The British Aircraft B.A.IV Double Eagle was a British twin-engined six-seater monoplane designed and built by the British Aircraft Manufacturing Company of London Air Park, Hanworth, England.

==Design and development==
The Double Eagle was a twin-engined high-wing monoplane with a retractable landing gear, the main gear retracting backwards into the engine nacelles. The first aircraft (Y-1) was powered by two 130 hp (97 kW) de Havilland Gipsy Major engines, and it first flew from Hanworth on 3 July 1936, later registered G-ADVV. The second aircraft (G-AEIN) was fitted with two de Havilland Gipsy VIs.

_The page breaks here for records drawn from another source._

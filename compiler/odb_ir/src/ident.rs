//! Unresolved identifiers: a name plus optional sigil and scope marker.

use crate::Name;

/// Type sigil trailing an identifier.
#[derive(Copy, Clone, Eq, PartialEq, Hash, Debug, Default)]
pub enum Annotation {
    #[default]
    None,
    /// `name$`
    String,
    /// `name#`
    Float,
}

impl Annotation {
    pub const fn sigil(self) -> Option<char> {
        match self {
            Annotation::None => None,
            Annotation::String => Some('$'),
            Annotation::Float => Some('#'),
        }
    }

    pub const fn from_sigil(c: char) -> Option<Self> {
        match c {
            '$' => Some(Annotation::String),
            '#' => Some(Annotation::Float),
            _ => None,
        }
    }

    pub const fn is_none(self) -> bool {
        matches!(self, Annotation::None)
    }
}

/// Explicit `LOCAL` / `GLOBAL` qualifier on a declaration or reference.
#[derive(Copy, Clone, Eq, PartialEq, Hash, Debug)]
pub enum ScopeMarker {
    Local,
    Global,
}

/// Payload of an `Identifier` node.
#[derive(Copy, Clone, Eq, PartialEq, Hash, Debug)]
pub struct Identifier {
    pub name: Name,
    pub annotation: Annotation,
    pub scope: Option<ScopeMarker>,
}

impl Identifier {
    pub const fn new(name: Name, annotation: Annotation) -> Self {
        Identifier {
            name,
            annotation,
            scope: None,
        }
    }

    #[must_use]
    pub const fn with_scope(mut self, scope: ScopeMarker) -> Self {
        self.scope = Some(scope);
        self
    }
}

Three aircraft were built, although one citation is claimed to say that only two Double Eagles were produced, and that both were impressed by the RAF.

==Operational history==
In 1940, the first aircraft (G-ADVV) was impressed into the Royal Air Force as ES949, and was finally used as an instructional airframe by Armstrong-Whitworth, and later Parnall.

On 29 September 1936, the second aircraft (G-AEIN), piloted by Tommy Rose, took off in the Schlesinger Race (from Portsmouth to Johannesburg). It was retired when it suffered damage at Almaza Airfield (Cairo), due to collapse of the undercarriage.
 In 1940, it was impressed into the RAF as ES950, and ended its life in 1941 as an instructional airframe.

The third aircraft (ZS-AIY) was sold to the Aircraft Operating Company in South Africa as an aerial surveying aircraft, and was then re-registered ZS-AOC. In 1940, it was impressed into service with 60 Squadron of the South African Air Force as serial number 1415.

==Operators==
- South Africa
- South African Air Force, one only.
- Royal Air Force, two.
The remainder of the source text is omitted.